Posted by Peter Robinson on 28th July 2016
To my baby sister Paula and my beautiful niece Tess: Addison leaves with us a lasting legacy -- the love and dedication you both bestowed on him during his long and super-courageous battle speaks volumes about his life.
Posted by Connie Reid on 28th July 2016
In my idealized afterlife, Chip is now adventuring with Saul Bellow’s antihero Augie March— “an impulsively active, irresistibly charming and resolutely free-spirited man, who sets off in search of reality, fulfillment, and most importantly, love.” When I met Chip in 1968, he had fallen fast and hard for Augie, and then with countless literary characters who became his life’s preoccupation. We mere humans were no match for Sherlock Holmes, Herzog, Easy Rawlins, Lolita, the Ginger man, Leopold Boom… I grieve with all of you who rode shotgun as Chip drove headlong in his quest for a meaningful existence. It could be exhausting, make no mistake; it could be thrilling. He refused to use a map.
Posted by Lucinda Leach on 28th July 2016
As a teacher, school advisor and big fan of Tess, I had many chances to see Addison's deep devotion and admiration for her. His strong interest in, and generosity of spirit toward our school made him an important part of the Edmund Burke community. My heart and thoughts are with Tess and Paula.
Posted by Athan Manuel on 28th July 2016
Everlasting be his memory.
Posted by Liz Pierotti on 28th July 2016
Sending love to the Greenwood Family "Now cracks a noble heart. Good night sweet prince: And flights of angels sing thee to thy rest!" Liz Pierotti and Iku Kawashita
Posted by Cozette Witt on 28th July 2016
Aaah, Addison, you now know the great mystery on the other side of the veil! Wishing you could tell us all about the next adventure! Free and open with your thoughts and ideas, you relished knowing others in the same manner. Thank you
Posted by Chris Dematatis on 28th July 2016
I'm a classmate and friend of Nocky. I met Chip many times on my visits to DC and he and Vince once visited me when I lived in New Hampshire.
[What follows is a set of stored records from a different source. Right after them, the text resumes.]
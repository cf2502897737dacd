use axum::{Json, extract::State, http::StatusCode};
use chrono::{DateTime, Utc};
use serde::{Deserialize, Serialize};
use tracing::info;
use utoipa::ToSchema;
use validator::Validate;

use super::MessageDto;
use crate::domain::category::{Category, CategoryRequest, CategoryWithCount};
use crate::presentation::AppState;
use crate::presentation::http::app_error::AppResult;
use crate::presentation::http::extract::{ApiJson, ApiPath};
use crate::presentation::http::middleware::auth::AuthenticatedUser;

#[derive(Debug, Deserialize, Validate, ToSchema)]
pub(crate) struct CategoryWriteDto {
    #[validate(length(min = 1))]
    pub(crate) name: String,
}

#[derive(Debug, Serialize, ToSchema)]
pub(crate) struct CategoryDto {
    pub(crate) id: i64,
    pub(crate) name: String,
    pub(crate) created_at: DateTime<Utc>,
    pub(crate) updated_at: DateTime<Utc>,
}

impl From<Category> for CategoryDto {
    fn from(category: Category) -> Self {
        Self {
            id: category.id,
            name: category.name,
            created_at: category.created_at,
            updated_at: category.updated_at,
        }
    }
}

#[derive(Debug, Serialize, ToSchema)]
pub(crate) struct CategoryWithCountDto {
    pub(crate) id: i64,
    pub(crate) name: String,
    pub(crate) post_count: i64,
    pub(crate) created_at: DateTime<Utc>,
    pub(crate) updated_at: DateTime<Utc>,
}

impl From<CategoryWithCount> for CategoryWithCountDto {
    fn from(entry: CategoryWithCount) -> Self {
        Self {
            id: entry.category.id,
            name: entry.category.name,
            post_count: entry.post_count,
            created_at: entry.category.created_at,
            updated_at: entry.category.updated_at,
        }
    }
}

#[utoipa::path(
    get,
    path = "/api/categories",
    tag = "categories",
    responses(
        (status = 200, description = "Categories with post counts", body = [CategoryWithCountDto]),
        (status = 500, description = "Internal error")
    )
)]
pub(crate) async fn list_categories(
    State(state): State<AppState>,
) -> AppResult<(StatusCode, Json<Vec<CategoryWithCountDto>>)> {
    let categories = state.category_service.list_categories().await?;

    Ok((
        StatusCode::OK,
        Json(
            categories
                .into_iter()
                .map(CategoryWithCountDto::from)
                .collect(),
        ),
    ))
}

#[utoipa::path(
    post,
    path = "/api/admin/categories",
    tag = "categories",
    security(
        ("bearer_auth" = [])
    ),
    request_body = CategoryWriteDto,
    responses(
        (status = 201, description = "Category created", body = CategoryDto),
        (status = 400, description = "Validation error"),
        (status = 401, description = "Unauthorized"),
        (status = 409, description = "Name already taken"),
        (status = 500, description = "Internal error")
    )
)]
pub(crate) async fn create_category(
    State(state): State<AppState>,
    _auth: AuthenticatedUser,
    ApiJson(dto): ApiJson<CategoryWriteDto>,
) -> AppResult<(StatusCode, Json<CategoryDto>)> {
    dto.validate()?;
    let category = state
        .category_service
        .create_category(CategoryRequest { name: dto.name })
        .await?;

    Ok((StatusCode::CREATED, Json(CategoryDto::from(category))))
}

#[utoipa::path(
    put,
    path = "/api/admin/categories/{id}",
    tag = "categories",
    security(
        ("bearer_auth" = [])
    ),
    params(
        ("id" = i64, Path, description = "Category id")
    ),
    request_body = CategoryWriteDto,
    responses(
        (status = 200, description = "Category renamed", body = CategoryDto),
        (status = 400, description = "Validation error"),
        (status = 401, description = "Unauthorized"),
        (status = 404, description = "Category not found"),
        (status = 409, description = "Name already taken"),
        (status = 500, description = "Internal error")
    )
)]
pub(crate) async fn rename_category(
    State(state): State<AppState>,
    _auth: AuthenticatedUser,
    ApiPath(id): ApiPath<i64>,
    ApiJson(dto): ApiJson<CategoryWriteDto>,
) -> AppResult<(StatusCode, Json<CategoryDto>)> {
    dto.validate()?;
    let category = state
        .category_service
        .rename_category(id, CategoryRequest { name: dto.name })
        .await?;

    Ok((StatusCode::OK, Json(CategoryDto::from(category))))
}

#[utoipa::path(
    delete,
    path = "/api/admin/categories/{id}",
    tag = "categories",
    security(
        ("bearer_auth" = [])
    ),
    params(
        ("id" = i64, Path, description = "Category id")
    ),
    responses(
        (status = 200, description = "Category deleted; linked posts are kept", body = MessageDto),
        (status = 401, description = "Unauthorized"),
        (status = 404, description = "Category not found"),
        (status = 500, description = "Internal error")
    )
)]
pub(crate) async fn delete_category(
    State(state): State<AppState>,
    auth: AuthenticatedUser,
    ApiPath(id): ApiPath<i64>,
) -> AppResult<(StatusCode, Json<MessageDto>)> {
    info!(
        user_id = auth.user_id,
        email = %auth.email,
        category_id = id,
        "category delete requested"
    );
    let category = state.category_service.delete_category(id).await?;
    Ok((StatusCode::OK, Json(MessageDto::deleted(&category.name))))
}
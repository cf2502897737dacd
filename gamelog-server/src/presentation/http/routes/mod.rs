use axum::Router;

use crate::presentation::AppState;

pub(crate) mod admin;
pub(crate) mod auth;
pub(crate) mod public;

pub(crate) fn router(state: AppState) -> Router<AppState> {
    Router::new()
        .nest("/api/auth", auth::router())
        .nest("/api", public::router().merge(admin::router(state)))
}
I haven't seen him in years, but I have vivid memories of our conversations. What I most remember is my brain waking up when I spoke to Chip. His energy and excitement about Ideas always grabbed me and seemed to awaken my intellect. I felt smarter around Chip. While he was a peer and not a teacher, my own excitement about ideas and life sparked as they would with a great teacher. Rest in peace, Chip.
Posted by Art Greenwood on 26th July 2016
Spike arises and patrols as he always does, with stealth and poise,neither prowling nor hunting but observing, inspecting perhaps, in preparation for the morning report to his captain,which he delivers with telepathy;but the desk where he sits to do this is neat and inactive now and its empty chair tucked uselessly underneath. I want to pay respect to my brother. In fact, I feel a certain obligation to, but this is one of those paradoxical times when a dilettante can be inspired to perform and at the same time, arrested by doubt. Chip was a wonderful writer you see, so erudite, so stylish and charismatic; one feels inadequate to the task of rendering unto Caesar what to Caesar is due. However, he is also my brother and this means he has always been the chief advocate of my every endeavor; always encouraging, always accepting. I suppose he is to blame for the sense of entitlement I have, to all the miracle and wonder of this world. Every step of my life I have felt the sun on my shoulder and the wind at my back because of him. So, just let me say- not having the chance to speak with him again is an immeasurable loss, but I embrace my new commission with all my heart, and continue, carrying forward that portion of his spirit bequeathed to me. Takoma Park, July 24th 2016 In lieu of flowers,donations could be made to The Booeymonger Deli which has recently suffered a severe reversal of fortune.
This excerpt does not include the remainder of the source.